Infine gli abiti. Anche gli stilisti oggi sono diventati un riferimento culturale. Le loro passerelle durano un battito d’ali, ma sono attese come rivelazioni sull’uomo. Anche nell’abito, parola chiaramente legata ad abitare, sublime e quotidiano si incontrano, tradendo la nostra nostalgia per il corpo umano, spesso svilito e usato. Abbiamo bisogno di abitare il corpo, di «continuare ad avere» casa nel nostro corpo e non viverlo come un oggetto da manipolare. Quando l’abito è al servizio del microcosmo del corpo umano, colori e forme sanano le ferite della nostra fisicità. Abbiamo necessità di sentire i nostri corpi rispettati e protetti dalla violenza.

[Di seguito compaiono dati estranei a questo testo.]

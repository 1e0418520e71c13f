//! Rule generation and hostname matching
//!
//! User input is free-form: a full URL, a bare domain, a keyword, or an
//! explicit regex. [`generate`] normalizes it into a single regex pattern
//! with a human-readable label; [`evaluate`] tests a result's hostname
//! against the active rule set.

use regex::RegexBuilder;

use crate::types::BlockRule;

/// A generated rule: the regex pattern plus an auto-generated label.
#[derive(Debug, Clone, PartialEq, Eq)]
pub struct GeneratedRule {
    pub pattern: String,
    pub description: String,
}

/// Characters escaped before the input is embedded in a pattern.
const META: &[char] = &['.', '*', '+', '?', '^', '$', '{', '}', '(', ')', '|', '[', ']', '\\'];

fn escape_literal(s: &str) -> String {
    let mut out = String::with_capacity(s.len() + 4);
    for c in s.chars() {
        if META.contains(&c) {
            out.push('\\');
        }
        out.push(c);
    }
    out
}

/// Translate user input into a regex rule.
///
/// Input that already looks like a regex (contains a `.*` wildcard or a
/// backslash escape) is kept verbatim as a custom pattern. Anything else is
/// treated as a domain or keyword:
///
/// - `"example.com"` yields `(^|\.)example\.com$`, matching the domain and
///   every subdomain but not `myexample.com`
/// - a bare keyword like `"csdn"` yields `(^|\.)csdn\.[a-z]{2,}$`, matching
///   `csdn.net` / `www.csdn.net` across TLDs but never `somecsdn.com`; a
///   keyword is a domain stem, not a substring
pub fn generate(input: &str) -> GeneratedRule {
    let trimmed = input.trim().to_lowercase();

    if trimmed.contains(".*") || trimmed.contains('\\') {
        return GeneratedRule {
            description: format!("Custom regex: {trimmed}"),
            pattern: trimmed,
        };
    }

    // Strip scheme and path, then a leading www.
    let mut domain = trimmed.as_str();
    domain = domain
        .strip_prefix("https://")
        .or_else(|| domain.strip_prefix("http://"))
        .unwrap_or(domain);
    if let Some(slash) = domain.find('/') {
        domain = &domain[..slash];
    }
    domain = domain.strip_prefix("www.").unwrap_or(domain);

    let escaped = escape_literal(domain);

    if domain.contains('.') {
        GeneratedRule {
            pattern: format!("(^|\\.){escaped}$"),
            description: format!("{domain} and its subdomains"),
        }
    } else {
        GeneratedRule {
            pattern: format!("(^|\\.){escaped}\\.[a-z]{{2,}}$"),
            description: format!("{domain}.* domains and their subdomains"),
        }
    }
}

/// Check that a pattern compiles as a case-insensitive regex.
pub fn validate(pattern: &str) -> Result<(), regex::Error> {
    RegexBuilder::new(pattern).case_insensitive(true).build()?;
    Ok(())
}

/// Evaluate a hostname against the rule set in list order.
///
/// Returns the first matching rule; evaluation stops at the first hit, so
/// earlier-inserted rules win ties. A rule whose stored pattern no longer
/// compiles is skipped with a warning instead of aborting the scan.
pub fn evaluate<'a>(hostname: &str, rules: &'a [BlockRule]) -> Option<&'a BlockRule> {
    for rule in rules {
        let re = match RegexBuilder::new(&rule.pattern).case_insensitive(true).build() {
            Ok(re) => re,
            Err(err) => {
                log::warn!("skipping unparsable rule '{}': {err}", rule.pattern);
                continue;
            }
        };
        if re.is_match(hostname) {
            return Some(rule);
        }
    }
    None
}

Non tutti gli stilisti ne sono capaci, anzi alcuni fanno il contrario riducendo il corpo a un manichino, al contrario di Atena che rivestiva l’amato Ulisse di grazia (charis), qualità divina che rendeva le membra, offuscate dalla fatica del mare, luminose e vive. Oggi puntiamo a rendere il corpo prestante, una prestazione di noi stessi che lo rende opaco, invece che trasparente, cioè capace di mostrare chi siamo davvero, eppure preferiamo le persone «trasparenti», quelle che abitano il corpo come una casa accogliente, a quelle «oscure», in cui il corpo fa da ostacolo.

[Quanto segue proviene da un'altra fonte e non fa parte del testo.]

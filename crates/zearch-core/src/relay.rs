//! Inter-context messaging
//!
//! The extension's contexts (background process, per-page content scripts,
//! UI surfaces) share no memory and talk through a small fixed vocabulary of
//! named actions. Delivery is at-most-once and best-effort: a send to a
//! receiver that is not listening is not an error, it is an explicit
//! [`Delivery::Unacknowledged`] outcome the caller opts into ignoring.

use std::collections::HashMap;

use serde::{Deserialize, Serialize};
use serde_json::Value;
use ts_rs::TS;

// =============================================================================
// Message vocabulary
// =============================================================================

/// Wire format: a JSON object with an `action` field plus action-specific
/// payload fields. No versioning or schema negotiation.
#[derive(Debug, Clone, PartialEq, Serialize, Deserialize, TS)]
#[serde(tag = "action", rename_all = "camelCase")]
#[ts(export)]
pub enum Message {
    /// UI flipped the master switch; page scanners react immediately.
    ToggleBlocking { enabled: bool },
    /// Background saw a search page finish loading.
    PageLoaded { url: String },
    /// Settings changed in some context; receivers re-read what they need.
    SettingsChanged { changes: Value },
    /// Request the current settings object (request/response).
    GetSettings,
    /// A result matched; the store should record it.
    UpdateStats { domain: String },
    /// Ask the background process to raise a notification.
    ShowNotification {
        domain: String,
        count: u32,
        message: String,
    },
}

// =============================================================================
// Delivery
// =============================================================================

/// Outcome of a best-effort send.
#[derive(Debug, Clone, Copy, PartialEq, Eq)]
#[must_use = "an Unacknowledged delivery should be ignored deliberately"]
pub enum Delivery {
    Delivered,
    /// No receiver was present or listening. Not an error.
    Unacknowledged,
}

impl Delivery {
    pub fn is_delivered(&self) -> bool {
        matches!(self, Self::Delivered)
    }
}

/// Identifies a receiver: a tab's content script or a UI surface.
#[derive(Debug, Clone, Copy, PartialEq, Eq, Hash)]
pub struct EndpointId(pub i32);

/// A message receiver. Returning `None` means fire-and-forget handling;
/// `Some` carries a response for request/response pairs like `getSettings`.
pub trait Endpoint {
    fn receive(&mut self, message: &Message) -> Option<Value>;
}

// =============================================================================
// Relay
// =============================================================================

/// Routes messages between registered endpoints.
#[derive(Default)]
pub struct Relay {
    endpoints: HashMap<EndpointId, Box<dyn Endpoint>>,
}

impl Relay {
    pub fn new() -> Self {
        Self::default()
    }

    pub fn register(&mut self, id: EndpointId, endpoint: Box<dyn Endpoint>) {
        self.endpoints.insert(id, endpoint);
    }

    pub fn unregister(&mut self, id: EndpointId) -> bool {
        self.endpoints.remove(&id).is_some()
    }

    /// Deliver to one receiver. An absent receiver yields
    /// [`Delivery::Unacknowledged`], never an error.
    pub fn send(&mut self, to: EndpointId, message: &Message) -> Delivery {
        match self.endpoints.get_mut(&to) {
            Some(endpoint) => {
                endpoint.receive(message);
                Delivery::Delivered
            }
            None => {
                log::debug!("message to absent endpoint {to:?} dropped");
                Delivery::Unacknowledged
            }
        }
    }

    /// Deliver and wait for a response (e.g. `getSettings`). `None` when the
    /// receiver is absent or chose not to respond.
    pub fn request(&mut self, to: EndpointId, message: &Message) -> Option<Value> {
        self.endpoints.get_mut(&to)?.receive(message)
    }

    /// Deliver to every registered endpoint; returns how many received it.
    pub fn broadcast(&mut self, message: &Message) -> usize {
        for endpoint in self.endpoints.values_mut() {
            endpoint.receive(message);
        }
        self.endpoints.len()
    }
}

#[cfg(test)]
mod tests {
    use super::*;
    use serde_json::json;
    use std::cell::RefCell;
    use std::rc::Rc;

    struct Recording {
        seen: Rc<RefCell<Vec<Message>>>,
        response: Option<Value>,
    }

    impl Endpoint for Recording {
        fn receive(&mut self, message: &Message) -> Option<Value> {
            self.seen.borrow_mut().push(message.clone());
            self.response.clone()
        }
    }

    fn recording(response: Option<Value>) -> (Box<Recording>, Rc<RefCell<Vec<Message>>>) {
        let seen = Rc::new(RefCell::new(Vec::new()));
        (
            Box::new(Recording {
                seen: seen.clone(),
                response,
            }),
            seen,
        )
    }

    #[test]
    fn test_wire_format() {
        let msg = Message::ToggleBlocking { enabled: false };
        assert_eq!(
            serde_json::to_value(&msg).unwrap(),
            json!({"action": "toggleBlocking", "enabled": false})
        );

        let msg = Message::ShowNotification {
            domain: "example.com".to_string(),
            count: 3,
            message: "Blocked 3 search results".to_string(),
        };
        let value = serde_json::to_value(&msg).unwrap();
        assert_eq!(value["action"], "showNotification");
        assert_eq!(value["count"], 3);

        let parsed: Message =
            serde_json::from_value(json!({"action": "getSettings"})).unwrap();
        assert_eq!(parsed, Message::GetSettings);

        let parsed: Message = serde_json::from_value(
            json!({"action": "updateStats", "domain": "(^|\\.)example\\.com$"}),
        )
        .unwrap();
        assert!(matches!(parsed, Message::UpdateStats { .. }));
    }

    #[test]
    fn test_send_to_absent_receiver_is_unacknowledged() {
        let mut relay = Relay::new();
        let outcome = relay.send(EndpointId(7), &Message::GetSettings);
        assert_eq!(outcome, Delivery::Unacknowledged);
    }

    #[test]
    fn test_send_and_unregister() {
        let mut relay = Relay::new();
        let (endpoint, seen) = recording(None);
        relay.register(EndpointId(1), endpoint);

        let outcome = relay.send(EndpointId(1), &Message::ToggleBlocking { enabled: true });
        assert!(outcome.is_delivered());
        assert_eq!(seen.borrow().len(), 1);

        assert!(relay.unregister(EndpointId(1)));
        let outcome = relay.send(EndpointId(1), &Message::ToggleBlocking { enabled: true });
        assert_eq!(outcome, Delivery::Unacknowledged);
        assert_eq!(seen.borrow().len(), 1);
    }

    #[test]
    fn test_request_response() {
        let mut relay = Relay::new();
        let settings = json!({"isEnabled": true, "blockedSites": []});
        let (endpoint, _) = recording(Some(settings.clone()));
        relay.register(EndpointId(2), endpoint);

        assert_eq!(relay.request(EndpointId(2), &Message::GetSettings), Some(settings));
        assert_eq!(relay.request(EndpointId(3), &Message::GetSettings), None);
    }

    #[test]
    fn test_broadcast_reaches_every_endpoint() {
        let mut relay = Relay::new();
        let (a, seen_a) = recording(None);
        let (b, seen_b) = recording(None);
        relay.register(EndpointId(1), a);
        relay.register(EndpointId(2), b);

        let reached = relay.broadcast(&Message::SettingsChanged {
            changes: json!({"isEnabled": false}),
        });
        assert_eq!(reached, 2);
        assert_eq!(seen_a.borrow().len(), 1);
        assert_eq!(seen_b.borrow().len(), 1);
    }
}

Non voglio magnificare eccessi e assurdità presenti negli ambiti descritti, spesso guidati da consumismo e disprezzo della misura. Non è un elogio cieco, ma solo l’intercettazione dell’aspirazione contemporanea di restituire luce al grigiore quotidiano. La vera bellezza intercetta il desiderio di infinito e lo disseta nel finito, offrendoci momenti di intensa gioia proprio nei «minuti» di cui sono fatte le 24 ore. Il letto da rifare oggi è trovare il modo di coltivare la pienezza e profondità del minuto, senza la quale il quotidiano, ridotto a ripetizione dell’uguale, ci soffoca. L’addensarsi della bellezza attorno alla tavola, alla casa, all’abito, ci indica ciò di cui abbiamo nostalgia: il tempo, lo spazio, il corpo, necessari per creare relazioni profonde e rigeneranti con gli altri e il mondo. Siamo chiamati a diventare un po’ più chef, architetti e stilisti nel quotidiano, per abitare la vita come una casa, invece di sentirci in esilio proprio nelle sue stanze. Forse basta essere un po’ più «matti» e coltivare la propria vita interiore che, anche se non si vede, è reale come una sorgente la cui acqua disseta a valle, per trovare persino in un sassetto il senso di tutte le cose.